Making picture frames from beech wood

I recently bought a set of art prints from an Indonesian artist — a series of four illustrated drawings of Malaysian cities: Malacca, Penang, Cameron Highlands, and Kuala Lumpur. Each print is A4 size with very thin margins, which made finding off-the-shelf frames tricky. Most standard frames are built with a wider overlap that would crop into the artwork. So I decided to make the frames myself.

At the hardware store I found straight-edge beech wood strips — simple, unfinished, with a clean natural grain. No profile, no decorative moulding. I liked the look of raw beech: warm, minimal, and honest. It also happened to be cheap. I bought enough to make four frames (with a bit of spare).

Before cutting the mitres, I used the router to cut a rabbet along the back inside edge of each strip — a shallow L-shaped channel that would later hold the acrylic sheet, the print, and the backing board. Getting this step done on the long strips first, before cutting them to length, made it much easier to handle on the router table.

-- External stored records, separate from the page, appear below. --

//! イメージ構築手順
//!
//! ベースイメージから最終イメージまでの手順を順序付きで保持し、
//! Docker バックエンド向けに Dockerfile へ変換します。

use crate::error::{BuildError, BuildResult};
use boltship_config::SERVICE_PORT;

/// ベースイメージ
pub const BASE_IMAGE: &str = "node:20-alpine";
/// コンテナ内の作業ディレクトリ
pub const WORKDIR: &str = "/app";
/// 実行ユーザー / グループ
pub const APP_USER: &str = "nodejs";
pub const APP_UID: u32 = 1001;
/// エントリーポイントのスクリプト
pub const ENTRY_SCRIPT: &str = "app.js";

/// 依存関係のインストールとみなすパッケージマネージャー
const PACKAGE_MANAGERS: [&str; 3] = ["npm", "yarn", "pnpm"];

/// 構築手順の1ステップ
#[derive(Debug, Clone, PartialEq, Eq)]
pub enum Step {
    From(String),
    Workdir(String),
    /// コンテキスト内のファイルをコンテナへコピー
    CopyFile { source: String, dest: String },
    Exec(Vec<String>),
    User(String),
    Expose(u16),
    Entrypoint(Vec<String>),
}

/// 順序付きの構築手順
#[derive(Debug, Clone, PartialEq, Eq)]
pub struct ImageRecipe {
    steps: Vec<Step>,
}

fn argv(args: &[&str]) -> Vec<String> {
    args.iter().map(|a| a.to_string()).collect()
}

impl ImageRecipe {
    pub fn from_image(base_image: &str) -> Self {
        Self {
            steps: vec![Step::From(base_image.to_string())],
        }
    }

    pub fn with_workdir(mut self, path: &str) -> Self {
        self.steps.push(Step::Workdir(path.to_string()));
        self
    }

    pub fn with_file(mut self, dest: &str, source: &str) -> Self {
        self.steps.push(Step::CopyFile {
            source: source.to_string(),
            dest: dest.to_string(),
        });
        self
    }

    pub fn with_exec(mut self, args: &[&str]) -> Self {
        self.steps.push(Step::Exec(argv(args)));
        self
    }

    pub fn with_user(mut self, user: &str) -> Self {
        self.steps.push(Step::User(user.to_string()));
        self
    }

    pub fn with_exposed_port(mut self, port: u16) -> Self {
        self.steps.push(Step::Expose(port));
        self
    }

    pub fn with_entrypoint(mut self, args: &[&str]) -> Self {
        self.steps.push(Step::Entrypoint(argv(args)));
        self
    }

    /// Slack bot アプリケーションのイメージ
    ///
    /// 依存関係のインストールをアプリケーションのコピーより先に行い、
    /// 最終的な実行ユーザーは UID 1001 の非 root ユーザーにします。
    pub fn node_app() -> Self {
        let uid = APP_UID.to_string();
        let workdir_file = |name: &str| format!("{}/{}", WORKDIR, name);

        Self::from_image(BASE_IMAGE)
            .with_workdir(WORKDIR)
            .with_file(&workdir_file("package.json"), "package.json")
            .with_file(&workdir_file("package-lock.json"), "package-lock.json")
            .with_exec(&["npm", "ci", "--only=production"])
            .with_file(&workdir_file(ENTRY_SCRIPT), ENTRY_SCRIPT)
            .with_exec(&["addgroup", "-g", &uid, "-S", APP_USER])
            .with_exec(&["adduser", "-S", APP_USER, "-u", &uid])
            .with_user(APP_USER)
            .with_exposed_port(SERVICE_PORT)
            .with_entrypoint(&["node", ENTRY_SCRIPT])
    }

    pub fn steps(&self) -> &[Step] {
        &self.steps
    }

    /// コンテキストに存在しなければならないファイル
    pub fn source_files(&self) -> Vec<&str> {
        self.steps
            .iter()
            .filter_map(|step| match step {
                Step::CopyFile { source, .. } => Some(source.as_str()),
                _ => None,
            })
            .collect()
    }

    pub fn exposed_ports(&self) -> Vec<u16> {
        self.steps
            .iter()
            .filter_map(|step| match step {
                Step::Expose(port) => Some(*port),
                _ => None,
            })
            .collect()
    }

    /// 最後に設定された実行ユーザー
    pub fn final_user(&self) -> Option<&str> {
        self.steps.iter().rev().find_map(|step| match step {
            Step::User(user) => Some(user.as_str()),
            _ => None,
        })
    }

    /// 手順の不変条件を検証
    ///
    /// - 先頭はベースイメージ指定
    /// - 最終ユーザーは root 以外
    /// - エントリーポイントのスクリプトは依存関係インストール後にコピー
    pub fn validate(&self) -> BuildResult<()> {
        if !matches!(self.steps.first(), Some(Step::From(_))) {
            return Err(BuildError::InvalidRecipe(
                "recipe must start with a base image".to_string(),
            ));
        }

        match self.final_user() {
            None => {
                return Err(BuildError::InvalidRecipe(
                    "no non-root user is set".to_string(),
                ));
            }
            Some(user) if user == "root" || user == "0" || user.starts_with("0:") => {
                return Err(BuildError::InvalidRecipe(format!(
                    "final user must not be root: {}",
                    user
                )));
            }
            Some(_) => {}
        }

        let last_install = self.steps.iter().rposition(|step| match step {
            Step::Exec(args) => {
                args.len() >= 2
                    && PACKAGE_MANAGERS.contains(&args[0].as_str())
                    && (args[1] == "ci" || args[1] == "install")
            }
            _ => false,
        });

        if let (Some(install_idx), Some(script)) = (last_install, self.entry_script()) {
            let copy_idx = self.steps.iter().position(
                |step| matches!(step, Step::CopyFile { source, .. } if source == script),
            );
            if let Some(copy_idx) = copy_idx
                && copy_idx < install_idx
            {
                return Err(BuildError::InvalidRecipe(format!(
                    "{} is copied before dependencies are installed",
                    script
                )));
            }
        }

        Ok(())
    }

    /// エントリーポイントが起動するスクリプト（最後の引数）
    fn entry_script(&self) -> Option<&str> {
        self.steps.iter().rev().find_map(|step| match step {
            Step::Entrypoint(args) if args.len() > 1 => args.last().map(String::as_str),
            _ => None,
        })
    }

    /// Dockerfile としてレンダリング
    pub fn to_dockerfile(&self) -> String {
        let mut lines = Vec::with_capacity(self.steps.len());

        for step in &self.steps {
            let line = match step {
                Step::From(image) => format!("FROM {}", image),
                Step::Workdir(path) => format!("WORKDIR {}", path),
                Step::CopyFile { source, dest } => {
                    format!("COPY {}", json_array(&[source.clone(), dest.clone()]))
                }
                Step::Exec(args) => format!("RUN {}", json_array(args)),
                Step::User(user) => format!("USER {}", user),
                Step::Expose(port) => format!("EXPOSE {}", port),
                Step::Entrypoint(args) => format!("ENTRYPOINT {}", json_array(args)),
            };
            lines.push(line);
        }

        let mut dockerfile = lines.join("\n");
        dockerfile.push('\n');
        dockerfile
    }
}

impl Default for ImageRecipe {
    fn default() -> Self {
        Self::node_app()
    }
}

fn json_array(args: &[String]) -> String {
    serde_json::to_string(args).unwrap_or_else(|_| "[]".to_string())
}

#[cfg(test)]
mod tests {
    use super::*;

    #[test]
    fn test_node_app_is_valid() {
        let recipe = ImageRecipe::node_app();
        assert!(recipe.validate().is_ok());
        assert_eq!(recipe.final_user(), Some("nodejs"));
        assert_eq!(recipe.exposed_ports(), vec![6000]);
    }

    #[test]
    fn test_node_app_source_files() {
        let recipe = ImageRecipe::node_app();
        assert_eq!(
            recipe.source_files(),
            vec!["package.json", "package-lock.json", "app.js"]
        );
    }

    #[test]
    fn test_node_app_order() {
        let steps = ImageRecipe::node_app().steps().to_vec();

        let install = steps
            .iter()
            .position(|s| matches!(s, Step::Exec(a) if a[0] == "npm"))
            .unwrap();
        let copy_app = steps
            .iter()
            .position(|s| matches!(s, Step::CopyFile { source, .. } if source == "app.js"))
            .unwrap();
        let user = steps
            .iter()
            .position(|s| matches!(s, Step::User(_)))
            .unwrap();

        assert!(install < copy_app);
        assert!(copy_app < user);
        assert_eq!(steps[0], Step::From("node:20-alpine".to_string()));
        assert_eq!(steps[1], Step::Workdir("/app".to_string()));
    }

    #[test]
    fn test_to_dockerfile() {
        let dockerfile = ImageRecipe::node_app().to_dockerfile();
        let expected = "\
FROM node:20-alpine
WORKDIR /app
COPY [\"package.json\",\"/app/package.json\"]
COPY [\"package-lock.json\",\"/app/package-lock.json\"]
RUN [\"npm\",\"ci\",\"--only=production\"]
COPY [\"app.js\",\"/app/app.js\"]
RUN [\"addgroup\",\"-g\",\"1001\",\"-S\",\"nodejs\"]
RUN [\"adduser\",\"-S\",\"nodejs\",\"-u\",\"1001\"]
USER nodejs
EXPOSE 6000
ENTRYPOINT [\"node\",\"app.js\"]
";
        assert_eq!(dockerfile, expected);
    }

    #[test]
    fn test_root_user_is_rejected() {
        let recipe = ImageRecipe::node_app().with_user("root");
        assert!(matches!(
            recipe.validate(),
            Err(BuildError::InvalidRecipe(_))
        ));

        let recipe = ImageRecipe::from_image("alpine").with_entrypoint(&["sh"]);
        assert!(recipe.validate().is_err());
    }

    #[test]
    fn test_copy_before_install_is_rejected() {
        let recipe = ImageRecipe::from_image(BASE_IMAGE)
            .with_workdir(WORKDIR)
            .with_file("/app/package.json", "package.json")
            .with_file("/app/app.js", "app.js")
            .with_exec(&["npm", "ci", "--only=production"])
            .with_user(APP_USER)
            .with_entrypoint(&["node", "app.js"]);

        let err = recipe.validate().unwrap_err();
        assert!(err.to_string().contains("app.js"));
    }
}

The trickiest part was then getting the mitre cuts right. Each strip needs two 45° cuts at opposite ends — and all 16 pieces across four frames need to be consistent, or the corners won’t close cleanly. I used the mitre saw station in the workshop to cut them all at once in batches.

Before gluing, I dry-fitted each frame on the cutting mat to check the corners. This step is worth doing — it’s much easier to re-cut a strip now than to fix a gap after the glue is set. The cutting mat made a good reference grid for keeping everything square.

After gluing and clamping, I had 4 completed frames. I used clear acrylic sheet instead of glass — lighter, less fragile, and much easier to cut to size at home. No finish applied on the wood; I left the beech raw. Over time it will darken slightly and develop a patina, which I think will only look better.

The prints fit perfectly with the full margin visible. Seeing all four Malaysian cities framed and side by side was satisfying — especially since the frames cost little compared to having them custom-made at a framing shop (where labor in Switzerland is expensive).